Saved entries:

##########

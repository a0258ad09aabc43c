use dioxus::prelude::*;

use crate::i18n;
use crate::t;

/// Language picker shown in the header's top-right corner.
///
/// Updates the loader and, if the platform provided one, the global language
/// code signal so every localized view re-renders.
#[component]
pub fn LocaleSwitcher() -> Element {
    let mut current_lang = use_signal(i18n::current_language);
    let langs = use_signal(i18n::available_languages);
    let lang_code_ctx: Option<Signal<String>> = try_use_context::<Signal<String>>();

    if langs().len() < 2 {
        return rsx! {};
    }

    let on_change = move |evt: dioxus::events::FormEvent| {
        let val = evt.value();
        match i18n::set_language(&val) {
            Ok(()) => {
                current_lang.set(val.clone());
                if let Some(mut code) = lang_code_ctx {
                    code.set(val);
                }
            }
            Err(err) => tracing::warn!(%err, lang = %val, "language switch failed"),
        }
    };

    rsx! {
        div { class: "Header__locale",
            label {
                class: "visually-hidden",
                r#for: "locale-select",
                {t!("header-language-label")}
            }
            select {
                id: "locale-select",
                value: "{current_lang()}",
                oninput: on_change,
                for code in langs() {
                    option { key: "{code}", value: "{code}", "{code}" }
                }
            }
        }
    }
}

##########

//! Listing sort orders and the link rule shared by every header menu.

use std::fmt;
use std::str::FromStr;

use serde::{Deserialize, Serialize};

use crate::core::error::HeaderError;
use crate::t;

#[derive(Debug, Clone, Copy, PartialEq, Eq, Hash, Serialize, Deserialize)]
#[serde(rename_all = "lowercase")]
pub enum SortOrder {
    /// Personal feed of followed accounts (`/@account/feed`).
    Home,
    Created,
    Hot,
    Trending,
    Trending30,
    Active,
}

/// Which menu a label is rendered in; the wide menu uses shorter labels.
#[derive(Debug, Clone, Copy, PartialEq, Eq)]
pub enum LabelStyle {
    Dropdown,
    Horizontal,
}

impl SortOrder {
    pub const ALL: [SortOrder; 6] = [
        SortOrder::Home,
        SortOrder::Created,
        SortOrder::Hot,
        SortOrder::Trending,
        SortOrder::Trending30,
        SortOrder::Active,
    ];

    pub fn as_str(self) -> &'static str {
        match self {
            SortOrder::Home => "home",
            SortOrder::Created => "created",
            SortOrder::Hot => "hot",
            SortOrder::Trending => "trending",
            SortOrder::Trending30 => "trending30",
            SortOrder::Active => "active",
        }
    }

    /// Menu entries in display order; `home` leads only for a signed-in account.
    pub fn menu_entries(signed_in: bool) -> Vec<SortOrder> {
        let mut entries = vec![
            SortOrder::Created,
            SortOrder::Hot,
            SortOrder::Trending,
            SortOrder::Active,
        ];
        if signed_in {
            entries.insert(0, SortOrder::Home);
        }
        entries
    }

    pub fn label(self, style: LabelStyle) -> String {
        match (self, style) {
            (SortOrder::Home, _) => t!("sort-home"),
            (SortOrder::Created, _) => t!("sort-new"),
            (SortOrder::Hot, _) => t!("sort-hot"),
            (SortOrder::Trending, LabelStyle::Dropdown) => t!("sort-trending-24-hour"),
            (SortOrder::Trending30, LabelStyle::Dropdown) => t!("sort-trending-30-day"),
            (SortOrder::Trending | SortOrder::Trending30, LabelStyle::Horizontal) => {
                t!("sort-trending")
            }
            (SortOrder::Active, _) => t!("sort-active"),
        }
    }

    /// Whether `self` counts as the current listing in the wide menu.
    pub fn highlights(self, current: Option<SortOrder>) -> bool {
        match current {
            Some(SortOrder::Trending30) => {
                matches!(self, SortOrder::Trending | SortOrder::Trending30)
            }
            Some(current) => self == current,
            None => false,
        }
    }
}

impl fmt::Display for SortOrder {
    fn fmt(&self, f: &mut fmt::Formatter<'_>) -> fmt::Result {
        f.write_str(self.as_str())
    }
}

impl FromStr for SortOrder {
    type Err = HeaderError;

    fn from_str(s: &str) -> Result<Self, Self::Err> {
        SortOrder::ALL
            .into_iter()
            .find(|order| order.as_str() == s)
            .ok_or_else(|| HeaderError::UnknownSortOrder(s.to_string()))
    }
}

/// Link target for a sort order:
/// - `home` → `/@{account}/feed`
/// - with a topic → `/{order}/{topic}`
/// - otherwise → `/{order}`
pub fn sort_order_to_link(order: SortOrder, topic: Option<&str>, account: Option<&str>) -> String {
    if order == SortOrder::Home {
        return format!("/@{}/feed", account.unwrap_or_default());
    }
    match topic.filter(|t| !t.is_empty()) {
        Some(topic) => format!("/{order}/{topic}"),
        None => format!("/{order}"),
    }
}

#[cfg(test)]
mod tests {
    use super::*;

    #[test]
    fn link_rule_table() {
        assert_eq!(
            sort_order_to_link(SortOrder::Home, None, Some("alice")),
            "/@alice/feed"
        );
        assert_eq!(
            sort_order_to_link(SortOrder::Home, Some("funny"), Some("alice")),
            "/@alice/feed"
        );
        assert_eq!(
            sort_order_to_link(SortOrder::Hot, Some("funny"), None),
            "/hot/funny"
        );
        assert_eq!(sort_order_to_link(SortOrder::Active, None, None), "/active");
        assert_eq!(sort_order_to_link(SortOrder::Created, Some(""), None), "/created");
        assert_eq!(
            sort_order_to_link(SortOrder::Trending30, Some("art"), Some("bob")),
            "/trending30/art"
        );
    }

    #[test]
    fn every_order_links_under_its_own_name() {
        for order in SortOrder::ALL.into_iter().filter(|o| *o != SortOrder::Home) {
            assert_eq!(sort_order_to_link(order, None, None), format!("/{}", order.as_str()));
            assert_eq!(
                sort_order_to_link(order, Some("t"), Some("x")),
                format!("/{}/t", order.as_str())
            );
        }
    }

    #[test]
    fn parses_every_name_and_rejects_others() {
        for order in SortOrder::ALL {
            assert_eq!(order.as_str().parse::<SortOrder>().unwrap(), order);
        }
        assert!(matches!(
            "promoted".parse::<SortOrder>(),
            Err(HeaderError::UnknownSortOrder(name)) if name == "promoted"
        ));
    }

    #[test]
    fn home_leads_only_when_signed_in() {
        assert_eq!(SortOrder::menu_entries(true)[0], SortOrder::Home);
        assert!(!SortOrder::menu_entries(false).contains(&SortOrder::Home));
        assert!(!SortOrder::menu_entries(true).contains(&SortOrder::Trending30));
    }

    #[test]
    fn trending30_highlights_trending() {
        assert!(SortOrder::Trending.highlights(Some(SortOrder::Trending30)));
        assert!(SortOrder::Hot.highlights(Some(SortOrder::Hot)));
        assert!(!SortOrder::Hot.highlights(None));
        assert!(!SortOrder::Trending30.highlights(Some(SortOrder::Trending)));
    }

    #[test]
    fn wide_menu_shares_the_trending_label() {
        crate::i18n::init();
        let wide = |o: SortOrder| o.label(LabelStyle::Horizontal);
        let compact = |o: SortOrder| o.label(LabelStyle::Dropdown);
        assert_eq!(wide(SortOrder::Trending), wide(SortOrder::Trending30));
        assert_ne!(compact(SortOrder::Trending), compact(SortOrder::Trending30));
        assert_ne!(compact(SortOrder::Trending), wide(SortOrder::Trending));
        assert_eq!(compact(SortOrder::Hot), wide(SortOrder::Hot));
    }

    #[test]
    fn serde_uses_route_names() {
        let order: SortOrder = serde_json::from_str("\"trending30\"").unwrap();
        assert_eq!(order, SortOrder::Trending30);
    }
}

##########

» **Directions for this task**:
Set down, exactly as they stand above, the lines starting with the line with "use crate::core::error::HeaderError;" and going on through the line with "Personal feed of", and no others.

» **Output below**:
use crate::core::error::HeaderError;
use crate::t;

#[derive(Debug, Clone, Copy, PartialEq, Eq, Hash, Serialize, Deserialize)]
#[serde(rename_all = "lowercase")]
pub enum SortOrder {
    /// Personal feed of followed accounts (`/@account/feed`).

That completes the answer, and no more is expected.